-
Notifications
You must be signed in to change notification settings - Fork 7
Description
There appears to be a bug with the lexer that is reproduced by the following JavaScript:
import { lexer } from 'dt-python-parser';
// This Python code is processed with no problem:
const python = `"""it is for test"""\nvar1 = "Hello World!"\n# comment here\nfor i in range(5):\n print(i)`;
const commentTokens = lexer(python);
console.log(commentTokens);
/*
[
{
type: 'Comment',
value: '"""it is for test"""',
start: 0,
lineNumber: 1,
end: 20
}
]
*/
////////////////////////////////// HERE is where the bug is reproduced:
const commentTokens2 = lexer('# hi');
console.log(commentTokens2); // never reaches this point.
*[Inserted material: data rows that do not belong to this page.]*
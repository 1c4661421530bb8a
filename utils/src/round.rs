/// The kind of Floating point number used in the
/// library... the `"float"` feature means it becomes `f32`
/// and `f64` is used otherwise.
#[cfg(feature = "float")]
type Float = f32;

/// The kind of Floating point number used in the
/// library... the `"float"` feature means it becomes `f32`
/// and `f64` is used otherwise.
#[cfg(not(feature = "float"))]
type Float = f64;

/// Rounds `v` to `decimals` decimal places, with exact halves rounded
/// away from zero (i.e., `round_away(-0.3475, 3)` is `-0.348`, not the
/// `-0.347` that banker's rounding would produce).
pub fn round_away(v: Float, decimals: u32) -> Float {
    let scale = (10.0 as Float).powi(decimals as i32);
    let scaled = (v.abs() * scale + 0.5).floor() / scale;
    if v < 0.0 {
        -scaled
    } else {
        scaled
    }
}

/* *********** */
/*    TESTS    */
/* *********** */
/*
MIT License
Copyright (c)  Germán Molina
Permission is hereby granted, free of charge, to any person obtaining a copy
of this software and associated documentation files (the "Software"), to deal
in the Software without restriction, including without limitation the rights
to use, copy, modify, merge, publish, distribute, sublicense, and/or sell
copies of the Software, and to permit persons to whom the Software is
furnished to do so, subject to the following conditions:
The above copyright notice and this permission notice shall be included in all
copies or substantial portions of the Software.
THE SOFTWARE IS PROVIDED "AS IS", WITHOUT WARRANTY OF ANY KIND, EXPRESS OR
IMPLIED, INCLUDING BUT NOT LIMITED TO THE WARRANTIES OF MERCHANTABILITY,
FITNESS FOR A PARTICULAR PURPOSE AND NONINFRINGEMENT. IN NO EVENT SHALL THE
AUTHORS OR COPYRIGHT HOLDERS BE LIABLE FOR ANY CLAIM, DAMAGES OR OTHER
LIABILITY, WHETHER IN AN ACTION OF CONTRACT, TORT OR OTHERWISE, ARISING FROM,
OUT OF OR IN CONNECTION WITH THE SOFTWARE OR THE USE OR OTHER DEALINGS IN THE
SOFTWARE.
*/

use crate::Schedule;
use calendar::Date;

/// A schedule that always returns the same value.
pub struct ScheduleConstant<T>(pub T);

impl<T> Schedule<T> for ScheduleConstant<T>
where
    T: Copy + Sync + Send,
{
    fn get(&self, _date: Date) -> Option<T> {
        Some(self.0)
    }
}

impl<T> ScheduleConstant<T> {
    /// Creates a new constant schedule returning `v`
    pub fn new(v: T) -> Self {
        Self(v)
    }
}

/* *********** */
/*    TESTS    */
/* *********** */

#[cfg(test)]
mod tests {
    use super::*;

    #[test]
    fn test_get() {
        let date = Date {
            month: 1,
            day: 1,
            hour: 13.,
        };

        let constant = ScheduleConstant::new(12.1);
        assert_eq!(constant.get(date).unwrap(), 12.1);

        let constant = ScheduleConstant::new(true);
        assert!(constant.get(date).unwrap());
    }
}
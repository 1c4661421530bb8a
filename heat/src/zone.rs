/*
MIT License
Copyright (c)  Germán Molina
Permission is hereby granted, free of charge, to any person obtaining a copy
of this software and associated documentation files (the "Software"), to deal
in the Software without restriction, including without limitation the rights
to use, copy, modify, merge, publish, distribute, sublicense, and/or sell
copies of the Software, and to permit persons to whom the Software is
furnished to do so, subject to the following conditions:
The above copyright notice and this permission notice shall be included in all
copies or substantial portions of the Software.
THE SOFTWARE IS PROVIDED "AS IS", WITHOUT WARRANTY OF ANY KIND, EXPRESS OR
IMPLIED, INCLUDING BUT NOT LIMITED TO THE WARRANTIES OF MERCHANTABILITY,
FITNESS FOR A PARTICULAR PURPOSE AND NONINFRINGEMENT. IN NO EVENT SHALL THE
AUTHORS OR COPYRIGHT HOLDERS BE LIABLE FOR ANY CLAIM, DAMAGES OR OTHER
LIABILITY, WHETHER IN AN ACTION OF CONTRACT, TORT OR OTHERWISE, ARISING FROM,
OUT OF OR IN CONNECTION WITH THE SOFTWARE OR THE USE OR OTHER DEALINGS IN THE
SOFTWARE.
*/

use crate::Float;
use model::{Mode, PhysicalConstants, Room, SimulationStateElement, SimulationStateHeader};
use std::sync::Arc;

/// A [`Room`] as the balance solver sees it: an air node with the
/// furniture lumped in, registered in the simulation state.
#[derive(Debug, Clone)]
pub struct ThermalZone {
    /// A clone of the element in the model which this struct
    /// represents
    pub parent: Arc<Room>,

    volume: Float,
    furniture_sensible_capacity: Float,
    furniture_moisture_capacity: Float,
    ventilation_rate: Float,
    window_ventilation_rate: Float,
}

impl ThermalZone {
    /// Creates a zone from a room, registering the room's air
    /// temperature, humidity, operating mode, and realized loads in
    /// the simulation state.
    pub fn from_room(
        room: &Arc<Room>,
        state: &mut SimulationStateHeader,
        room_index: usize,
        initial_temperature: Float,
        initial_moisture: Float,
    ) -> Result<Self, String> {
        let i = state.push(
            SimulationStateElement::RoomAirTemperature(room_index),
            initial_temperature,
        );
        room.set_air_temperature_index(i)?;

        let i = state.push(
            SimulationStateElement::RoomAirMoisture(room_index),
            initial_moisture,
        );
        room.set_air_moisture_index(i)?;

        let i = state.push(
            SimulationStateElement::RoomOperatingMode(room_index),
            Mode::StopClose.code(),
        );
        room.set_operating_mode_index(i)?;

        let i = state.push(SimulationStateElement::RoomSensibleLoad(room_index), 0.0);
        room.set_sensible_load_index(i)?;

        let i = state.push(SimulationStateElement::RoomLatentLoad(room_index), 0.0);
        room.set_latent_load_index(i)?;

        Ok(Self {
            parent: Arc::clone(room),
            volume: room.volume,
            furniture_sensible_capacity: room.furniture_sensible_capacity,
            furniture_moisture_capacity: room.furniture_moisture_capacity,
            ventilation_rate: room.ventilation_rate,
            window_ventilation_rate: room.window_ventilation_rate,
        })
    }

    /// The sensible heat capacity attached to the air node, in J/K:
    /// the air itself plus the furniture
    pub fn heat_capacity(&self, constants: &PhysicalConstants) -> Float {
        constants.air_heat_capacity(self.volume) + self.furniture_sensible_capacity
    }

    /// The moisture-buffering mass attached to the air node, in kg:
    /// the air itself plus the furniture
    pub fn moisture_mass(&self, constants: &PhysicalConstants) -> Float {
        constants.air_density * self.volume + self.furniture_moisture_capacity
    }

    /// The outdoor-air exchange of the zone, in m3/s, under a certain
    /// operating mode: the open window adds its flow on top of the
    /// mechanical ventilation
    pub fn ventilation_flow(&self, mode: Mode) -> Float {
        match mode {
            Mode::StopOpen => self.ventilation_rate + self.window_ventilation_rate,
            Mode::Heating | Mode::Cooling | Mode::StopClose => self.ventilation_rate,
        }
    }
}

/***********/
/* TESTING */
/***********/

#[cfg(test)]
mod testing {
    use super::*;

    fn room() -> Arc<Room> {
        let mut r = Room::new("Main", 50.);
        r.furniture_sensible_capacity = 20_000.;
        r.furniture_moisture_capacity = 10.;
        r.ventilation_rate = 0.01;
        r.window_ventilation_rate = 0.1;
        Arc::new(r)
    }

    #[test]
    fn test_from_room_registers_states() -> Result<(), String> {
        let room = room();
        let mut header = SimulationStateHeader::new();
        let zone = ThermalZone::from_room(&room, &mut header, 0, 22., 0.008)?;

        assert_eq!(header.len(), 5);
        let state = header.take_values().ok_or("no values")?;
        assert!((room.air_temperature(&state).ok_or("unmapped")? - 22.).abs() < 1e-9);
        assert!((room.air_moisture(&state).ok_or("unmapped")? - 0.008).abs() < 1e-12);
        let mode = Mode::from_code(room.operating_mode(&state).ok_or("unmapped")?)?;
        assert_eq!(mode, Mode::StopClose);

        let constants = PhysicalConstants::default();
        let expected = 1.2 * 1005. * 50. + 20_000.;
        assert!((zone.heat_capacity(&constants) - expected).abs() < 1e-6);
        let expected = 1.2 * 50. + 10.;
        assert!((zone.moisture_mass(&constants) - expected).abs() < 1e-9);
        Ok(())
    }

    #[test]
    fn test_window_changes_ventilation() -> Result<(), String> {
        let room = room();
        let mut header = SimulationStateHeader::new();
        let zone = ThermalZone::from_room(&room, &mut header, 0, 22., 0.008)?;

        assert!((zone.ventilation_flow(Mode::StopClose) - 0.01).abs() < 1e-12);
        assert!((zone.ventilation_flow(Mode::Heating) - 0.01).abs() < 1e-12);
        assert!((zone.ventilation_flow(Mode::Cooling) - 0.01).abs() < 1e-12);
        assert!((zone.ventilation_flow(Mode::StopOpen) - 0.11).abs() < 1e-12);
        Ok(())
    }
}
Here is the stack trace I get:
RangeError: Invalid string length
at lexer (C:\Users\josh.greig\Desktop\turtle\python-parser\node_modules\dt-python-parser\dist\utils\index.js:76:26)
at file:///C:/Users/josh.greig/Desktop/turtle/python-parser/comments.mjs:20:24
at ModuleJob.run (internal/modules/esm/module_job.js:152:23)
at async Loader.import (internal/modules/esm/loader.js:166:24)
at async Object.loadESM (internal/process/esm_loader.js:68:5)
Oddly enough, I can parse the same code without a problem. The resulting tree doesn't contain the single-line comments but that is as you intended parse to work.
I'm working around this by adding a '\n' to the end of the Python code before passing it to the lexer. This bug is reproduced by Python code with a '#' comment and no newline character at the very end.
Is there a problem with this in the grammar not matching EOF and instead strictly looking for a line break?:
fragment COMMENT
: '#' ~[\r\n]*
;